:: What you need to do ::
Search the data for "DecodingKey". Return each matching line.

:: Provided records ::
========================================================================
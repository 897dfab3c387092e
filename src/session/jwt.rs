//! JWT-backed session provider
//!
//! Tokens are HS256 signed by the identity provider. A token that fails to
//! verify yields no identity; the coordinator then does nothing.

use std::time::{SystemTime, UNIX_EPOCH};

use jsonwebtoken::{decode, encode, DecodingKey, EncodingKey, Header, Validation};
use serde::{Deserialize, Serialize};
use tracing::{debug, warn};

use crate::types::{DefisError, Identity, Result};

use super::SessionProvider;

/// Minimum accepted secret length outside dev mode
const MIN_SECRET_LEN: usize = 32;

/// Payload stored in a session token
#[derive(Debug, Clone, Serialize, Deserialize)]
pub struct Claims {
    /// User id
    pub sub: String,
    /// Display name, informational only
    #[serde(default, skip_serializing_if = "Option::is_none")]
    pub name: Option<String>,
    /// Issued at (Unix timestamp)
    pub iat: u64,
    /// Expiration time (Unix timestamp)
    pub exp: u64,
}

/// Session provider verifying a bearer token
#[derive(Clone)]
pub struct JwtSessionProvider {
    secret: String,
    token: Option<String>,
}

impl JwtSessionProvider {
    /// Create a provider; rejects empty or short secrets
    pub fn new(secret: String, token: Option<String>) -> Result<Self> {
        if secret.is_empty() {
            return Err(DefisError::Config("JWT_SECRET is required".into()));
        }

        if secret.len() < MIN_SECRET_LEN {
            return Err(DefisError::Config(format!(
                "JWT_SECRET must be at least {} characters",
                MIN_SECRET_LEN
            )));
        }

        Ok(Self { secret, token })
    }

    /// Provider for dev mode with a fixed, insecure secret
    pub fn new_dev(token: Option<String>) -> Self {
        Self {
            secret: "dev-mode-secret-not-for-production-use-123456".into(),
            token,
        }
    }

    /// Issue a token for a user, valid for `expiry_seconds`
    pub fn issue_token(&self, user_id: &str, expiry_seconds: u64) -> Result<String> {
        let now = SystemTime::now()
            .duration_since(UNIX_EPOCH)
            .map_err(|e| DefisError::Auth(format!("System time error: {}", e)))?
            .as_secs();

        let claims = Claims {
            sub: user_id.to_string(),
            name: None,
            iat: now,
            exp: now + expiry_seconds,
        };

        Ok(encode(
            &Header::default(),
            &claims,
            &EncodingKey::from_secret(self.secret.as_bytes()),
        )?)
    }

    /// Verify and decode a token
    pub fn verify(&self, token: &str) -> Result<Claims> {
        let data = decode::<Claims>(
            token,
            &DecodingKey::from_secret(self.secret.as_bytes()),
            &Validation::default(),
        )?;
        Ok(data.claims)
    }
}

#[async_trait::async_trait]
impl SessionProvider for JwtSessionProvider {
    async fn current_identity(&self) -> Option<Identity> {
        let token = self.token.as_deref()?;

        match self.verify(token) {
            Ok(claims) => {
                debug!(user_id = %claims.sub, "Session token verified");
                Some(Identity::authenticated(claims.sub))
            }
            Err(e) => {
                warn!(error = %e, "Session token rejected");
                None
            }
        }
    }
}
========================================================================
:: Answer to the exercise ::
use jsonwebtoken::{decode, encode, DecodingKey, EncodingKey, Header, Validation};
            &DecodingKey::from_secret(self.secret.as_bytes()),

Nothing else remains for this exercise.